The hardware itself remained mostly unchanged though I did decide to upgrade the Core i7-920 CPU to the Core i7-965 just to keep things moving.  The motherboard is the X58+nForce 200 based ASUS P6T6 WS Revolution motherboard that has support for four full PCIe 2.0 x16 slots and we load it with 6GB of DDR3 memory running at 1333 MHz. 

The gaming titles are ones that I decided best reflected the direction that PC games are going for the next year or so.  We kept both Far Cry 2 and World in Conflict in the mix because of their popularity and benchmarking prowess but then added in a trio of new titles.  Tom Clancy’s H.A.W.X turned out to be a very impressive gaming both in terms of visual quality and technology working behind the scene.  Both Batman: Arkham Asylum and Resident Evil 5 are brand new games, released within weeks of this article and very impressive games from a graphical stand point.  (Side note: you should really be playing Batman…)

AMD Radeon HD 5770 and HD 5750 Review - Juniper and DX11 for all - Graphics Cards 122
Okay, so GPU-Z doesn’t help us much on these yet…

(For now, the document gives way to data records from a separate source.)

use anyhow::Result;
use comfy_table::Table;
use prefshare_core::config::Config;
use prefshare_core::overview;
use prefshare_core::session::Route;

pub async fn show(config: &Config) -> Result<()> {
    let session = super::require_session(Route::Overview)?;
    let client = super::client(config)?;
    let summary = overview::load_overview(&client, &session).await?;

    if let Some(name) = summary
        .profile
        .name
        .as_deref()
        .or(summary.profile.username.as_deref())
    {
        println!("Signed in as {name}");
    }

    let mut table = Table::new();
    table.set_header(vec!["Field", "Permission"]);
    for (field, grant) in &summary.grants {
        table.add_row(vec![field.to_string(), grant.to_string()]);
    }
    println!("{table}");
    Ok(())
}
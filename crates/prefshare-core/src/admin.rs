//! Admin dashboard aggregation.
//!
//! Three sections are loaded strictly in order: the user list, the audit log
//! and the location breakdown of connecting IPs. Each section degrades on its
//! own; lookups that fail inside a section resolve to [`UNKNOWN`]. City
//! lookups never exceed the configured concurrency.

use std::collections::BTreeMap;

use futures_util::future::join_all;
use futures_util::stream::{self, StreamExt};

use crate::api::{AdminUserRecord, ApiClient, AuditLogRecord};
use crate::geo::{GeoLocator, UNKNOWN};
use crate::session::Session;

/// A user row with its resolved username.
#[derive(Debug, Clone, PartialEq, Eq)]
pub struct UserRow {
    pub record: AdminUserRecord,
    pub username: String,
}

/// An audit log entry with the acting user's name and city.
#[derive(Debug, Clone, PartialEq, Eq)]
pub struct AuditRow {
    pub record: AuditLogRecord,
    pub username: String,
    pub city: String,
}

/// City -> number of IPs seen there.
#[derive(Debug, Clone, Default, PartialEq, Eq)]
pub struct LocationAggregate {
    counts: BTreeMap<String, usize>,
}

impl LocationAggregate {
    pub fn record(&mut self, city: impl Into<String>) {
        *self.counts.entry(city.into()).or_insert(0) += 1;
    }

    pub fn total(&self) -> usize {
        self.counts.values().sum()
    }

    pub fn get(&self, city: &str) -> usize {
        self.counts.get(city).copied().unwrap_or(0)
    }

    pub fn is_empty(&self) -> bool {
        self.counts.is_empty()
    }

    pub fn iter(&self) -> impl Iterator<Item = (&str, usize)> {
        self.counts.iter().map(|(city, n)| (city.as_str(), *n))
    }

    /// Fraction of all IPs located in `city` (0.0 when empty).
    pub fn share(&self, city: &str) -> f64 {
        let total = self.total();
        if total == 0 {
            return 0.0;
        }
        self.get(city) as f64 / total as f64
    }
}

impl<S: Into<String>> FromIterator<S> for LocationAggregate {
    fn from_iter<I: IntoIterator<Item = S>>(iter: I) -> Self {
        let mut agg = Self::default();
        for city in iter {
            agg.record(city);
        }
        agg
    }
}

#[derive(Debug, Clone, Default, PartialEq)]
pub struct Dashboard {
    pub users: Vec<UserRow>,
    pub audit_logs: Vec<AuditRow>,
    pub locations: LocationAggregate,
    /// One line per section that could not be loaded.
    pub warnings: Vec<String>,
}

async fn username_or_unknown(client: &ApiClient, user_id: &str) -> String {
    match client.username_by_id(user_id).await {
        Ok(name) => name,
        Err(err) => {
            tracing::debug!(user_id, error = %err, "username lookup failed");
            UNKNOWN.to_string()
        }
    }
}

async fn load_users(client: &ApiClient, session: &Session) -> Result<Vec<UserRow>, String> {
    let records = client.list_users(session).await.map_err(|e| {
        tracing::warn!(error = %e, "failed to load users");
        format!("Users unavailable: {e}")
    })?;

    let names = join_all(
        records
            .iter()
            .map(|record| username_or_unknown(client, &record.id)),
    )
    .await;

    Ok(records
        .into_iter()
        .zip(names)
        .map(|(record, username)| UserRow { record, username })
        .collect())
}

async fn load_audit_logs(
    client: &ApiClient,
    geo: &GeoLocator,
    session: &Session,
    concurrency: usize,
) -> Result<Vec<AuditRow>, String> {
    let records = client.audit_logs(session).await.map_err(|e| {
        tracing::warn!(error = %e, "failed to load audit logs");
        format!("Audit logs unavailable: {e}")
    })?;

    let rows: Vec<AuditRow> = stream::iter(records)
        .map(|record| async move {
            let (username, city) = futures_util::join!(
                username_or_unknown(client, &record.user),
                async {
                    match record.ip_address.as_deref() {
                        Some(ip) => geo.city_for_ip(ip).await,
                        None => UNKNOWN.to_string(),
                    }
                }
            );
            AuditRow {
                record,
                username,
                city,
            }
        })
        .buffered(concurrency.max(1))
        .collect()
        .await;
    Ok(rows)
}

async fn load_locations(
    client: &ApiClient,
    geo: &GeoLocator,
    session: &Session,
    concurrency: usize,
) -> Result<LocationAggregate, String> {
    let ips = client.user_ips(session).await.map_err(|e| {
        tracing::warn!(error = %e, "failed to load user IPs");
        format!("Locations unavailable: {e}")
    })?;

    let cities: Vec<String> = stream::iter(ips)
        .map(|ip| async move { geo.city_for_ip(&ip).await })
        .buffered(concurrency.max(1))
        .collect()
        .await;
    Ok(cities.into_iter().collect())
}

/// Loads every dashboard section. Never fails; missing sections are empty
/// and explained in [`Dashboard::warnings`].
pub async fn load_dashboard(
    client: &ApiClient,
    geo: &GeoLocator,
    session: &Session,
    concurrency: usize,
) -> Dashboard {
    let users = load_users(client, session).await;
    let audit_logs = load_audit_logs(client, geo, session, concurrency).await;
    let locations = load_locations(client, geo, session, concurrency).await;

    let mut dashboard = Dashboard::default();
    match users {
        Ok(rows) => dashboard.users = rows,
        Err(w) => dashboard.warnings.push(w),
    }
    match audit_logs {
        Ok(rows) => dashboard.audit_logs = rows,
        Err(w) => dashboard.warnings.push(w),
    }
    match locations {
        Ok(agg) => dashboard.locations = agg,
        Err(w) => dashboard.warnings.push(w),
    }
    tracing::info!(
        users = dashboard.users.len(),
        audit_logs = dashboard.audit_logs.len(),
        ips = dashboard.locations.total(),
        warnings = dashboard.warnings.len(),
        "dashboard loaded"
    );
    dashboard
}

For our testing we have broken the results up into two sets: one for the Radeon HD 5770 and one for the HD 5750.  The HD 5770 is being compared to a CrossFire configuration of HD 5770s, a GeForce GTX 260+ and a GeForce GTS 250.  Current pricing on the GTX 260+ put it at about $170 or so while the GTX 250 can be found for around $130.  Since the MSRP on the HD 5770 should be around $159 those are the most relevant comparisons from the NVIDIA camp.

On the battle for the HD 5750, I have pitted it against the Radeon HD 4850 (currently selling around $100), the GeForce GTS 250 and the GeForce 9800 GT (that can be found for about $99).  That gives the HD 5750 (MSRP of $109) a good healthy competitive position.
  • Testing Configuration
  • ASUS P6T6 WS Revolution X58 + nForce 200
  • Intel Core i7-965 @ 3.33 GHz
  • 3 x 2GB Corsair DDR3-1333 MHz
  • Intel X25-M G2 160GB SSD
AMD Radeon HD 5770 and HD 5750 Review - Juniper and DX11 for all - Graphics Cards 123

Now let’s get to some test results!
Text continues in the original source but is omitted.